The "stunts" in question refer to the practice, initiated by Williams and emulated by his peers, of asking candidates to raise their hands in response to yes/no questions -- even questions that called for a considerable degree of nuance. Fallows says he would ban such questions, which make would-be Presidents of the United States looking "like grade-schoolers or contestants on Fear Factor."
In addition to show-of-hands questions, he also excoriates the use of loaded hypotheticals, gotchas, lightning rounds and demands for candidates to take a pledge on some issue. It's an "awkward fact," he says, that most of these pernicious elements can be traced back to one figure: the late Tim Russert.
The generous personality that made Russert so popular, and the encyclopedic political knowledge that made him so influential, meant that he was imitated when he set a bad example as well as a good one. His questioning mode during the debates was mostly unfortunate. In two important, back-to-back Democratic debates last fall--in Hanover, New Hampshire, in September and Philadelphia in October--nearly every question he asked was from the categories above.

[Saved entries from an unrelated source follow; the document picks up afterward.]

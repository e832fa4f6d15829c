//! Request framing over a connection buffer.

use super::{Command, ParseResult, Resp2Encoder, Resp2Parser, RespValue};
use bytes::{Bytes, BytesMut};

/// Result of decoding a frame from the wire.
#[derive(Debug)]
pub enum DecodeResult<T> {
    /// A complete frame was decoded.
    Complete(T),
    /// More data is needed to complete the frame.
    Incomplete,
    /// The input is invalid.
    Invalid(String),
}

/// RESP2 request decoder and reply encoder.
#[derive(Debug, Default)]
pub struct RespCodec {
    parser: Resp2Parser,
}

impl RespCodec {
    /// Create a new codec.
    pub fn new() -> Self {
        Self::default()
    }

    /// Decode the next command, consuming its bytes from `buffer`.
    ///
    /// Blank inline lines are consumed silently. On `Invalid` nothing is
    /// consumed; the caller decides how to resynchronize.
    pub fn decode(&mut self, buffer: &mut BytesMut) -> DecodeResult<Command> {
        loop {
            if buffer.is_empty() {
                return DecodeResult::Incomplete;
            }

            let (value, consumed) = match self.parser.parse(buffer) {
                ParseResult::Ok(value, consumed) => (value, consumed),
                ParseResult::Incomplete => return DecodeResult::Incomplete,
                ParseResult::Error(e) => return DecodeResult::Invalid(e),
            };

            match value {
                RespValue::Array(items) if items.is_empty() => {
                    let _ = buffer.split_to(consumed);
                }
                RespValue::Array(items) => {
                    return match Command::from_array(items) {
                        Ok(cmd) => {
                            let _ = buffer.split_to(consumed);
                            DecodeResult::Complete(cmd)
                        }
                        Err(detail) => DecodeResult::Invalid(detail),
                    };
                }
                _ => return DecodeResult::Invalid("expected a command array".to_string()),
            }
        }
    }

    /// Encode a reply.
    pub fn encode(&self, response: &RespValue) -> Bytes {
        Bytes::from(Resp2Encoder::encode(response))
    }
}

#[cfg(test)]
mod tests {
    use super::*;

    #[test]
    fn test_decode_pipelined_commands() {
        let mut codec = RespCodec::new();
        let mut buffer = BytesMut::from(&b"*1\r\n$5\r\nbegin\r\nset foo bar\r\n*1\r\n$3\r\nget"[..]);

        let first = codec.decode(&mut buffer);
        assert!(matches!(first, DecodeResult::Complete(ref c) if c.verb == "begin"));

        match codec.decode(&mut buffer) {
            DecodeResult::Complete(cmd) => {
                assert_eq!(cmd.verb, "set");
                assert_eq!(cmd.args, vec![Bytes::from("foo"), Bytes::from("bar")]);
            }
            other => panic!("expected command, got {:?}", other),
        }

        assert!(matches!(codec.decode(&mut buffer), DecodeResult::Incomplete));
        assert_eq!(&buffer[..], b"*1\r\n$3\r\nget");
    }

    #[test]
    fn test_decode_skips_blank_lines() {
        let mut codec = RespCodec::new();
        let mut buffer = BytesMut::from(&b"\r\n  \r\nping\r\n"[..]);
        assert!(matches!(
            codec.decode(&mut buffer),
            DecodeResult::Complete(ref c) if c.verb == "ping" && c.args.is_empty()
        ));
        assert!(buffer.is_empty());
    }

    #[test]
    fn test_decode_rejects_non_array() {
        let mut codec = RespCodec::new();
        let mut buffer = BytesMut::from(&b":1\r\n"[..]);
        assert!(matches!(codec.decode(&mut buffer), DecodeResult::Invalid(_)));
        assert_eq!(buffer.len(), 4);
    }

    #[test]
    fn test_encode() {
        let codec = RespCodec::new();
        assert_eq!(&codec.encode(&RespValue::pong())[..], b"+PONG\r\n");
    }
}
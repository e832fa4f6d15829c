//! Multi-tenant RESP gateway.
//!
//! Clients speak RESP2 to the gateway. Each connection gets a [`Session`]
//! that must `chroot` into a tenant namespace before it can `begin` a
//! transaction and read or write keys:
//!
//! ```text
//! ┌────────┐  chroot ns user secret   ┌────────┐  begin   ┌────────────┐
//! │Unbound │ ───────────────────────▶ │ Bound  │ ───────▶ │ Bound+TxOp │
//! └────────┘                          └────────┘ ◀─────── └────────────┘
//!                                               commit/cancel
//! ```
//!
//! Keys sent by a client are packed under the tenant's directory prefix by
//! [`keys::RangeKeyCodec`], so tenants never see each other's data.

pub mod commands;
pub mod keys;
pub mod protocol;
pub mod service;
pub mod session;
pub mod tenancy;

pub use commands::{CommandHandler, CommandRouter, CommandState, Precondition};
pub use service::GatewayService;
pub use session::{Session, SessionState};
pub use tenancy::{TenantAuthorizer, DEFAULT_AUTHORIZATION_DIRECTORY};

/// Default layer tag for tenant directories.
pub const DEFAULT_LAYER_NAME: &str = "gateway";

/// Gateway behaviour settings.
#[derive(Debug, Clone, PartialEq, Eq)]
pub struct GatewaySettings {
    /// Layer tag applied to tenant directories.
    pub layer_name: String,

    /// System directory holding credential records.
    pub authorization_directory: String,

    /// Let `chroot` replace the binding while a transaction is open.
    pub allow_rebind_with_open_transaction: bool,

    /// Log every data command with printable keys.
    pub debug_log_commands: bool,
}

impl Default for GatewaySettings {
    fn default() -> Self {
        Self {
            layer_name: DEFAULT_LAYER_NAME.to_string(),
            authorization_directory: DEFAULT_AUTHORIZATION_DIRECTORY.to_string(),
            allow_rebind_with_open_transaction: false,
            debug_log_commands: false,
        }
    }
}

Meanwhile, Fallows has a surprisingly forgiving take on the must-maligned performance of Charles Gibson and George Stephanopoulos in the final debate between Hillary Clinton and Barack Obama:
When I'd seen this final debate in real time, I'd been outraged by its harsh tone and belated attention to policy matters (including Gibson's little lecture to the candidates on why capital-gains tax cuts always paid for themselves). When I saw its place in the series, I realized it was like a late episode of The Sopranos in which nearly everyone gets mowed down. It was violent and dehumanizing, but it was the culmination of a long process.